- [What you should do]
This exercise asks for a copy of each line in the records below with the word "knows" in it.

#### Information supplied

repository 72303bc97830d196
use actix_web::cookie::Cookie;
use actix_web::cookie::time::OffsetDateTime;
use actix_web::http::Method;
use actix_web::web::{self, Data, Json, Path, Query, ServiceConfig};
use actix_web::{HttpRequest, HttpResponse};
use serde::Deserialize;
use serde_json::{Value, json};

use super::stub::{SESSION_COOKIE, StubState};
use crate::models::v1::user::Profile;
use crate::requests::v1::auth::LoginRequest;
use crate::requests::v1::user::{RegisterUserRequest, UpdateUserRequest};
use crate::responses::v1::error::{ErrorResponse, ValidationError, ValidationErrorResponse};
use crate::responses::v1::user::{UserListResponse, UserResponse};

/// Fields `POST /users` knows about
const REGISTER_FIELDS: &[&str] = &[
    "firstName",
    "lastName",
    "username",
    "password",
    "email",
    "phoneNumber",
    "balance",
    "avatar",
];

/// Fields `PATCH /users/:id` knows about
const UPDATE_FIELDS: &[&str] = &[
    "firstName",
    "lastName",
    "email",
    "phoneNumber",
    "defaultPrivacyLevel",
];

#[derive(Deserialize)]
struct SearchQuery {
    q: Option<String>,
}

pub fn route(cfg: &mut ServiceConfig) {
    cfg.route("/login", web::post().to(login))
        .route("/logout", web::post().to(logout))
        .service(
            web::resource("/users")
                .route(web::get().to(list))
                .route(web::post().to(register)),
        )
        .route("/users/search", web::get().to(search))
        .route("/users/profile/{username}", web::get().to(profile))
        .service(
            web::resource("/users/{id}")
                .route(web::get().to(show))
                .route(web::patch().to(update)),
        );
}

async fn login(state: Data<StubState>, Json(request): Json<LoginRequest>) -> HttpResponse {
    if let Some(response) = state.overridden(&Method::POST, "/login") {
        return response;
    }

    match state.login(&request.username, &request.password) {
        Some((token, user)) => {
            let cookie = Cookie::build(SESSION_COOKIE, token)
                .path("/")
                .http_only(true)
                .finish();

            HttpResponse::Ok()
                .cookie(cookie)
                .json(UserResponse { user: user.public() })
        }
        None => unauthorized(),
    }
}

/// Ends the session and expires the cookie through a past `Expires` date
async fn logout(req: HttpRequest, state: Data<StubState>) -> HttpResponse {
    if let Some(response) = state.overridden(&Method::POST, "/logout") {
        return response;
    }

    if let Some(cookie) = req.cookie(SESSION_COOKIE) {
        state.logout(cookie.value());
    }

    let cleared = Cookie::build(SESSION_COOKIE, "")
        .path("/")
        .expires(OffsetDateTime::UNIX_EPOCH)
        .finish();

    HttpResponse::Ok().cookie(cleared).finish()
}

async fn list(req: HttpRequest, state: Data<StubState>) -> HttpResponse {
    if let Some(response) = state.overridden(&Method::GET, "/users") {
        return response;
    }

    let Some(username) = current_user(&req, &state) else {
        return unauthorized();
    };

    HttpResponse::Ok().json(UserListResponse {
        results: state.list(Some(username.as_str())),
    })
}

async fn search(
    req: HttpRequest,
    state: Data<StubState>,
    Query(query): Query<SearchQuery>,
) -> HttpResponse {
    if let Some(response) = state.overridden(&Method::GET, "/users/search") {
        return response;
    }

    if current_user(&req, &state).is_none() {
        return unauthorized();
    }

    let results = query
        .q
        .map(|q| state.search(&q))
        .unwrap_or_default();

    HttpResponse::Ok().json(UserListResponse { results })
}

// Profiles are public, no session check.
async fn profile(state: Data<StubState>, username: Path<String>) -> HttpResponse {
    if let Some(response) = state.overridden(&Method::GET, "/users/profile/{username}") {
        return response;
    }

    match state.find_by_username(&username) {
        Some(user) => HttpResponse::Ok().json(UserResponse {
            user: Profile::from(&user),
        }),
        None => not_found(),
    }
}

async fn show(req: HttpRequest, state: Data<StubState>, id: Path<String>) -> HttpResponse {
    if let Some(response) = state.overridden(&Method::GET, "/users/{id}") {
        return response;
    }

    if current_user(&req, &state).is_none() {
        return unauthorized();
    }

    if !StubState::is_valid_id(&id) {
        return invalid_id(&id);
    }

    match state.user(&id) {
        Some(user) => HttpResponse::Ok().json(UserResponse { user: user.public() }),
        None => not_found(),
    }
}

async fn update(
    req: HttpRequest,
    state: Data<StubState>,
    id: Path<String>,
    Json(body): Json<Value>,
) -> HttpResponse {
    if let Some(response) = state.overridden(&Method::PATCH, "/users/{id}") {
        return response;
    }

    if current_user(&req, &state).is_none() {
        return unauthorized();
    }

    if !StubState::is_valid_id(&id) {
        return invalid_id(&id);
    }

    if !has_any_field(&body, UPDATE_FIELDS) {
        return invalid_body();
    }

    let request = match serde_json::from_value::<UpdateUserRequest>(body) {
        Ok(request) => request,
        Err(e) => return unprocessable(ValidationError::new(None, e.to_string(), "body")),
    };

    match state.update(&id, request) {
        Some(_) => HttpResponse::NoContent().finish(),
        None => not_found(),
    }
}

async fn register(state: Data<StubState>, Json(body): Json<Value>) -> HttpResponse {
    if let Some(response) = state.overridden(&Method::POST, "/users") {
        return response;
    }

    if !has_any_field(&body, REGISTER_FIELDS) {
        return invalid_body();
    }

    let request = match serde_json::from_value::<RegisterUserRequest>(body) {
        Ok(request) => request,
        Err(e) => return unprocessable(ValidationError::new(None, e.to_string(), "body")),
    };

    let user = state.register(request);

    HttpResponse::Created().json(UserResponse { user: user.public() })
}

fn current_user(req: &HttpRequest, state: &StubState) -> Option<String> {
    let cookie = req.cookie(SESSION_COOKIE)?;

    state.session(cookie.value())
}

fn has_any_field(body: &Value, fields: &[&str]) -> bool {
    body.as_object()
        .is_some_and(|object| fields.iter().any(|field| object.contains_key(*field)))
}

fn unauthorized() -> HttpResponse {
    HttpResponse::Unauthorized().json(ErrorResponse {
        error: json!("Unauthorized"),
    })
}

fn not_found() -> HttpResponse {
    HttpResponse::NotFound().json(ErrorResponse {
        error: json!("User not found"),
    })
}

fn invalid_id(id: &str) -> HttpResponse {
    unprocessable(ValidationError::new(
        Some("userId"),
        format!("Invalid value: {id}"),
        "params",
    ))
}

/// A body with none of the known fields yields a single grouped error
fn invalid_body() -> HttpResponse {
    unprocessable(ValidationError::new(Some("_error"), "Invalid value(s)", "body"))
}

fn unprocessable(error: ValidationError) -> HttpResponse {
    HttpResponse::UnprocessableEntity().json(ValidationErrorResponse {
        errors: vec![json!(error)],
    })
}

########
#### Information supplied

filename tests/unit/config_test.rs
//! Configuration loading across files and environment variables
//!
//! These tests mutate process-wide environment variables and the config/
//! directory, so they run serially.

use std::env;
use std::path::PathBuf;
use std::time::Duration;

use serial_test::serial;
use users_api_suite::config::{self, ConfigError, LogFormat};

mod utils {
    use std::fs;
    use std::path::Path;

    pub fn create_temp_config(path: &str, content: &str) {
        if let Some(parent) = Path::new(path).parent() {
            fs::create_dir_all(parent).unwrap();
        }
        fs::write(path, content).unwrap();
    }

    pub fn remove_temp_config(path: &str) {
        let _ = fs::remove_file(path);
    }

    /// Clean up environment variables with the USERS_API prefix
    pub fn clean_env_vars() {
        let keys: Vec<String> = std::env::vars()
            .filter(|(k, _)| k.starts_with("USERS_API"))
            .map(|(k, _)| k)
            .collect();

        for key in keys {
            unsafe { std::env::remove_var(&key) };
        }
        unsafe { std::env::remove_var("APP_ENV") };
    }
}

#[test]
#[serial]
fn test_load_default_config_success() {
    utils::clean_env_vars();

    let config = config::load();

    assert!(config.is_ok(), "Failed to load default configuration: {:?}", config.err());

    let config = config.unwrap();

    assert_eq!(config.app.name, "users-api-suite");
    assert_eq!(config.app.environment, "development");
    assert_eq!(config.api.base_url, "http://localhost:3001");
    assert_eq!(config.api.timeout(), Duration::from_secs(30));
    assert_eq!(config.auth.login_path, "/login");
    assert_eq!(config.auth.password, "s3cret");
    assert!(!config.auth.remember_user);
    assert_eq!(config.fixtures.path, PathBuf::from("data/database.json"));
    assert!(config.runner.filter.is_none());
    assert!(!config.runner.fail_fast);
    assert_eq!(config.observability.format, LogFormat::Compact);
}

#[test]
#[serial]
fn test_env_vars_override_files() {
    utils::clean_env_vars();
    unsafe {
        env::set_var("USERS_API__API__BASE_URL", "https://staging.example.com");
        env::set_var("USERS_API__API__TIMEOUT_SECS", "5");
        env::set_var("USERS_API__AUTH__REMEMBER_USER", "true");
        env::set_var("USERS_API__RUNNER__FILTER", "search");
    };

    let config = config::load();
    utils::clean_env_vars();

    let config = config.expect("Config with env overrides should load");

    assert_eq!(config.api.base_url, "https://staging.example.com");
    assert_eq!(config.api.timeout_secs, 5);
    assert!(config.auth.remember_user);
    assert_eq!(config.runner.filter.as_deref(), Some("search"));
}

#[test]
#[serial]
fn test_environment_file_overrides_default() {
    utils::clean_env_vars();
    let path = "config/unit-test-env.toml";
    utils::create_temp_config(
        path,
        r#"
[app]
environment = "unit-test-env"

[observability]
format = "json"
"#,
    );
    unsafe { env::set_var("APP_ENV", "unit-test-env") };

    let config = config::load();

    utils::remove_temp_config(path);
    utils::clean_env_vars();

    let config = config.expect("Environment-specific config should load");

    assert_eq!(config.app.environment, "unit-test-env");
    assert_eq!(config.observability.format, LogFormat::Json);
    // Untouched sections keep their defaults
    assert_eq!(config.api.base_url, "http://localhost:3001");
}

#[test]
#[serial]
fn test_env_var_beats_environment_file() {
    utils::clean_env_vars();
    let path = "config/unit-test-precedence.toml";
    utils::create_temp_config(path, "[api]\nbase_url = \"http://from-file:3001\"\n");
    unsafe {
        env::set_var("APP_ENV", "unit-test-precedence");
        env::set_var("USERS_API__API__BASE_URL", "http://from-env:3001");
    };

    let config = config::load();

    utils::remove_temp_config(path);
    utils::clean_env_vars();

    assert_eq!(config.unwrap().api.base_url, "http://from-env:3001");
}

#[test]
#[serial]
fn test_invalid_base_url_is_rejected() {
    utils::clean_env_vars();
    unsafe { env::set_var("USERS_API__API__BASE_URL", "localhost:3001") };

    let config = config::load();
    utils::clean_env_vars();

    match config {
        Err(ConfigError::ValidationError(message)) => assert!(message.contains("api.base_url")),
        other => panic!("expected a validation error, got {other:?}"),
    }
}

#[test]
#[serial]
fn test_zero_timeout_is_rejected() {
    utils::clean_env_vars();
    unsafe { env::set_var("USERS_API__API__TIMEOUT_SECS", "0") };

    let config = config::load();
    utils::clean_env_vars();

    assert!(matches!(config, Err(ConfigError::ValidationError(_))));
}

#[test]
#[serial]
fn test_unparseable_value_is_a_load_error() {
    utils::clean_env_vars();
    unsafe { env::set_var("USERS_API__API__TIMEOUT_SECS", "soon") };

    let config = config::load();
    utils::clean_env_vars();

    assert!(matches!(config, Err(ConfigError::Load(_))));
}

########
#### Information supplied

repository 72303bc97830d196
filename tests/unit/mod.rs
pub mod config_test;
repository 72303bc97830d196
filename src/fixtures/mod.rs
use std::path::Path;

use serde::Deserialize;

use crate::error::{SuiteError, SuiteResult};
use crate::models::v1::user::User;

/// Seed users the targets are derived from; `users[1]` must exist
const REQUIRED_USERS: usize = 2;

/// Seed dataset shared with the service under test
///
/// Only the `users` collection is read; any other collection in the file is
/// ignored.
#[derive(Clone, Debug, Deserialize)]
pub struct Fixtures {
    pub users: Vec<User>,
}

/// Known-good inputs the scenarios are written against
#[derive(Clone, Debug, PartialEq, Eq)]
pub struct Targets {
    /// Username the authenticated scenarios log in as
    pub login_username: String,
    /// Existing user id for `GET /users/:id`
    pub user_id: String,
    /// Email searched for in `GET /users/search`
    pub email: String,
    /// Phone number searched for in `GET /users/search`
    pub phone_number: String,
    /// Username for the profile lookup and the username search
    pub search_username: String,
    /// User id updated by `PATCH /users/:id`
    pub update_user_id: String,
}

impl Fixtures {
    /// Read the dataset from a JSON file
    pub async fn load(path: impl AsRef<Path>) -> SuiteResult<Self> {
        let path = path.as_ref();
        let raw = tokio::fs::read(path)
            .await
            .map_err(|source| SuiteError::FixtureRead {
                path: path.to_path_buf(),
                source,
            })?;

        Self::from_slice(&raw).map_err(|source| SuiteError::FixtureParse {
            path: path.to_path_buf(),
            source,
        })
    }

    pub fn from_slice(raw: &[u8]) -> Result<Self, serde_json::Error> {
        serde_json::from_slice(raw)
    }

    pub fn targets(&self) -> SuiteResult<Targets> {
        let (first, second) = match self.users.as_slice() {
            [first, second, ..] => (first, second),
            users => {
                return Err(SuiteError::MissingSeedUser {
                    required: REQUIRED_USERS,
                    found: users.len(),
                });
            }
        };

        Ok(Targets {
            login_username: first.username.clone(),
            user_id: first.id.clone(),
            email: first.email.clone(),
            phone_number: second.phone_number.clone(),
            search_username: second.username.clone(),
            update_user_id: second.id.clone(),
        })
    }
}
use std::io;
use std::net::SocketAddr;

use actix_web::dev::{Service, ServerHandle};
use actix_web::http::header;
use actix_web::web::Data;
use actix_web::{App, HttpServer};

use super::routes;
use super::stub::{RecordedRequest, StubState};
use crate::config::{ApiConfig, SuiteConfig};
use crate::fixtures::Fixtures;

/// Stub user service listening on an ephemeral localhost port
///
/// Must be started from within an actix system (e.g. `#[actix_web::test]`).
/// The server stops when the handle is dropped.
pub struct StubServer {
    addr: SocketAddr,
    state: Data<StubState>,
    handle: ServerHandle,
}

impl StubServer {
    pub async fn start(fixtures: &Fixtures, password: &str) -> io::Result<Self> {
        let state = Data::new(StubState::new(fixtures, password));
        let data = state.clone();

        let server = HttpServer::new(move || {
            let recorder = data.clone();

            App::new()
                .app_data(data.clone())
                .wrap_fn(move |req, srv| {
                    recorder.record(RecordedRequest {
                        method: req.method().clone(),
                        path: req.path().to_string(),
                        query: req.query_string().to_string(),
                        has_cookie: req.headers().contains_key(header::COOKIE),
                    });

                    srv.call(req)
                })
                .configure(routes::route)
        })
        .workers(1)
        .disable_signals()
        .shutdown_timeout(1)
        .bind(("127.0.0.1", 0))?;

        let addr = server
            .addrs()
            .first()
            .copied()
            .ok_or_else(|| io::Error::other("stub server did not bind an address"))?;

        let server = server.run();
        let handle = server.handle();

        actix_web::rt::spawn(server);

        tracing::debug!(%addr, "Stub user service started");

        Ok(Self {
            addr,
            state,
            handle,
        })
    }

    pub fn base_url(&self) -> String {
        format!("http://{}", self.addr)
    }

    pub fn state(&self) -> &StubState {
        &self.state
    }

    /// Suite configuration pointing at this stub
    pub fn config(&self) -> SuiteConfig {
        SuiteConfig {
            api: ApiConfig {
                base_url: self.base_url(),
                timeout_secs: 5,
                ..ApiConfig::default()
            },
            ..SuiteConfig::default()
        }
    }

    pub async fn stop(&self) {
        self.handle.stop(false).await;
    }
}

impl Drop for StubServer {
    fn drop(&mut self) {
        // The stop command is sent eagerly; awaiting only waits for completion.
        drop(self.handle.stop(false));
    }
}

########

- [Written answer]
/// Fields `POST /users` knows about
/// Fields `PATCH /users/:id` knows about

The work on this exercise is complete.